• Data records
##############################
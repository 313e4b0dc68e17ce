//! Command execution and standard I/O plumbing.
//!
//! Each ready tool owns a pair of line-buffered streams. Complete lines are
//! delivered to the tool's [`OutputCapture`] as they are written; a partial
//! trailing line is held until the stream is closed. After every invocation
//! both streams are closed and reopened, which delivers whatever is still
//! buffered without appending anything.

use std::mem;

use serde::{Deserialize, Serialize};
use tokio::sync::mpsc::UnboundedSender;

use crate::lifecycle::ToolInstance;
use crate::limits::{LimitedBuffer, ResourceLimits};
use crate::program::{ProgramError, ProgramIo};
use crate::runtime::RuntimeError;

/// Bytes held for an unterminated line before they are delivered anyway.
const MAX_PENDING_LINE: usize = 64 * 1024;

/// Which standard stream
#[derive(Debug, Clone, Copy, PartialEq, Eq, Hash, Serialize, Deserialize)]
#[serde(rename_all = "lowercase")]
pub enum StreamKind {
    /// Standard output
    Stdout,
    /// Standard error
    Stderr,
}

/// A chunk of output delivered while a tool runs.
#[derive(Debug, Clone, PartialEq, Eq, Serialize, Deserialize)]
pub struct StreamEvent {
    /// Tool that produced the output
    pub tool: String,
    /// Stream the output was written to
    pub stream: StreamKind,
    /// The delivered text
    pub text: String,
}

/// Result of `exec`.
#[derive(Debug, Clone, PartialEq, Eq, Serialize, Deserialize)]
#[serde(untagged)]
pub enum ExecOutput {
    /// stdout and stderr interleaved into one string
    Combined(String),
    /// stdout and stderr kept apart
    Split {
        /// Standard output
        stdout: String,
        /// Standard error
        stderr: String,
    },
}

impl ExecOutput {
    /// Standard output (everything, when interleaved).
    pub fn stdout(&self) -> &str {
        match self {
            ExecOutput::Combined(text) => text,
            ExecOutput::Split { stdout, .. } => stdout,
        }
    }
}

#[derive(Debug, Default)]
struct LineStream {
    pending: Vec<u8>,
}

impl LineStream {
    /// Buffer `data`; return the bytes that are ready for delivery.
    fn push(&mut self, data: &[u8]) -> Option<Vec<u8>> {
        self.pending.extend_from_slice(data);
        if self.pending.len() >= MAX_PENDING_LINE {
            return Some(mem::take(&mut self.pending));
        }
        let cut = self.pending.iter().rposition(|b| *b == b'\n')? + 1;
        let rest = self.pending.split_off(cut);
        Some(mem::replace(&mut self.pending, rest))
    }

    fn take_remainder(&mut self) -> Vec<u8> {
        mem::take(&mut self.pending)
    }
}

/// A tool's stdout and stderr. A default value has both streams closed.
#[derive(Debug, Default)]
pub struct StdStreams {
    stdout: Option<LineStream>,
    stderr: Option<LineStream>,
}

impl StdStreams {
    /// Both streams open and empty.
    pub fn open() -> Self {
        Self {
            stdout: Some(LineStream::default()),
            stderr: Some(LineStream::default()),
        }
    }

    fn slot(&mut self, kind: StreamKind) -> &mut Option<LineStream> {
        match kind {
            StreamKind::Stdout => &mut self.stdout,
            StreamKind::Stderr => &mut self.stderr,
        }
    }

    /// Whether the stream is open.
    pub fn is_open(&self, kind: StreamKind) -> bool {
        match kind {
            StreamKind::Stdout => self.stdout.is_some(),
            StreamKind::Stderr => self.stderr.is_some(),
        }
    }

    /// Write to a stream, delivering complete lines to `capture`.
    pub fn write(
        &mut self,
        kind: StreamKind,
        data: &[u8],
        capture: &mut OutputCapture,
    ) -> Result<usize, ProgramError> {
        let stream = self
            .slot(kind)
            .as_mut()
            .ok_or(ProgramError::StreamClosed(kind))?;
        if let Some(chunk) = stream.push(data) {
            capture.deliver(kind, &chunk);
        }
        Ok(data.len())
    }

    /// Close a stream, delivering any buffered bytes. Closing a stream that
    /// is already closed is tolerated; returns whether it was open.
    pub fn close(&mut self, kind: StreamKind, capture: &mut OutputCapture) -> bool {
        match self.slot(kind).take() {
            Some(mut stream) => {
                let rest = stream.take_remainder();
                if !rest.is_empty() {
                    capture.deliver(kind, &rest);
                }
                true
            }
            None => {
                tracing::debug!(?kind, "stream already closed");
                false
            }
        }
    }

    /// Reopen a stream with an empty buffer.
    pub fn reopen(&mut self, kind: StreamKind) {
        *self.slot(kind) = Some(LineStream::default());
    }

    /// Force out buffered output by closing and reopening both streams.
    pub fn flush(&mut self, capture: &mut OutputCapture) {
        for kind in [StreamKind::Stdout, StreamKind::Stderr] {
            self.close(kind, capture);
            self.reopen(kind);
        }
    }
}

/// Per-tool output buffers.
#[derive(Debug)]
pub struct OutputCapture {
    tool: String,
    interleaved: bool,
    stdout: LimitedBuffer,
    stderr: LimitedBuffer,
    events: Option<UnboundedSender<StreamEvent>>,
}

impl Default for OutputCapture {
    fn default() -> Self {
        Self::new(
            "",
            true,
            ResourceLimits::default().max_output_bytes as usize,
            None,
        )
    }
}

impl OutputCapture {
    /// Capture for `tool`. With `interleaved`, stderr is appended to the
    /// stdout buffer. With `events`, every delivered chunk is also sent as a
    /// [`StreamEvent`].
    pub fn new(
        tool: impl Into<String>,
        interleaved: bool,
        limit: usize,
        events: Option<UnboundedSender<StreamEvent>>,
    ) -> Self {
        Self {
            tool: tool.into(),
            interleaved,
            stdout: LimitedBuffer::new(limit),
            stderr: LimitedBuffer::new(limit),
            events,
        }
    }

    /// Record bytes delivered by a stream.
    pub fn deliver(&mut self, kind: StreamKind, bytes: &[u8]) {
        if self.interleaved || kind == StreamKind::Stdout {
            self.stdout.write(bytes);
        } else {
            self.stderr.write(bytes);
        }
        if let Some(events) = &self.events {
            let event = StreamEvent {
                tool: self.tool.clone(),
                stream: kind,
                text: String::from_utf8_lossy(bytes).into_owned(),
            };
            if events.send(event).is_err() {
                tracing::debug!(tool = %self.tool, "stream event receiver dropped");
            }
        }
    }

    /// Empty both buffers.
    pub fn clear(&mut self) {
        self.stdout.clear();
        self.stderr.clear();
    }

    /// Whether either buffer hit the output limit since the last clear.
    pub fn was_truncated(&self) -> bool {
        self.stdout.was_truncated() || self.stderr.was_truncated()
    }

    /// Captured stdout (and stderr, when interleaved).
    pub fn stdout_text(&self) -> String {
        self.stdout.to_text()
    }

    /// Captured stderr (empty when interleaved).
    pub fn stderr_text(&self) -> String {
        self.stderr.to_text()
    }

    /// Shape the captured output.
    pub fn output(&self) -> ExecOutput {
        if self.interleaved {
            ExecOutput::Combined(self.stdout_text())
        } else {
            ExecOutput::Split {
                stdout: self.stdout_text(),
                stderr: self.stderr_text(),
            }
        }
    }
}

/// The shared stdin text and read cursor.
#[derive(Debug, Clone, Default)]
pub struct StdinBuffer {
    text: String,
    cursor: usize,
}

impl StdinBuffer {
    /// Replace the text and rewind.
    pub fn set(&mut self, text: impl Into<String>) {
        self.text = text.into();
        self.cursor = 0;
    }

    /// Current text.
    pub fn text(&self) -> &str {
        &self.text
    }

    /// Next byte, advancing the cursor. At the end the buffer is cleared
    /// and `None` signals end of input.
    pub fn next_byte(&mut self) -> Option<u8> {
        match self.text.as_bytes().get(self.cursor) {
            Some(byte) => {
                self.cursor += 1;
                Some(*byte)
            }
            None => {
                self.text.clear();
                self.cursor = 0;
                None
            }
        }
    }
}

/// Split a command into the program name and its arguments. Without
/// explicit `args`, the command is split on whitespace.
pub(crate) fn parse_command(
    command: &str,
    args: Option<Vec<String>>,
) -> Result<(String, Vec<String>), RuntimeError> {
    let (name, args) = match args {
        Some(args) => (command.trim().to_string(), args),
        None => {
            let mut parts = command.split_whitespace();
            let name = parts.next().unwrap_or_default().to_string();
            (name, parts.map(str::to_string).collect())
        }
    };
    if name.is_empty() {
        return Err(RuntimeError::NotFound("empty command".to_string()));
    }
    Ok((name, args))
}

/// Run a ready tool's entrypoint with `args` and return its output.
///
/// Failures raised by the program are logged and swallowed; whatever was
/// captured up to that point is returned.
pub(crate) async fn invoke(
    instance: &mut ToolInstance,
    args: &[String],
    stdin: &mut StdinBuffer,
) -> Result<ExecOutput, RuntimeError> {
    let name = instance.config.tool.clone();
    let Some(mut loaded) = instance.loaded.take() else {
        return Err(RuntimeError::Configuration(format!(
            "tool {name:?} is not ready"
        )));
    };
    instance.capture.clear();
    let mut io = ProgramIo::new(
        loaded.fs.clone(),
        mem::take(&mut loaded.streams),
        mem::take(stdin),
        mem::take(&mut instance.capture),
    );
    tracing::debug!(tool = %name, ?args, "invoking entrypoint");

    // Programs run synchronously and may block on lazy file fetches.
    let args = args.to_vec();
    let tool = name.clone();
    let joined = tokio::task::spawn_blocking(move || {
        match loaded.program.call_main(&args, &mut io) {
            Ok(code) => tracing::debug!(%tool, code, "entrypoint returned"),
            Err(e) => tracing::error!(%tool, error = %e, "native execution failed"),
        }
        (loaded, io)
    })
    .await;
    let (mut loaded, io) = match joined {
        Ok(parts) => parts,
        Err(e) => {
            tracing::error!(tool = %name, error = %e, "entrypoint aborted");
            instance.teardown();
            return Err(RuntimeError::Wasm(format!("tool {name:?} aborted: {e}")));
        }
    };

    let (mut streams, stdin_after, mut capture) = io.into_parts();
    streams.flush(&mut capture);
    if capture.was_truncated() {
        tracing::warn!(tool = %name, "output truncated");
    }
    loaded.streams = streams;
    instance.loaded = Some(loaded);
    *stdin = stdin_after;
    instance.capture = capture;
    Ok(instance.capture.output())
}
##############################
• Exercise brief
Wherever the string "already" appears in the entries, copy that line.

• Output of the task
    /// is already closed is tolerated; returns whether it was open.
                tracing::debug!(?kind, "stream already closed");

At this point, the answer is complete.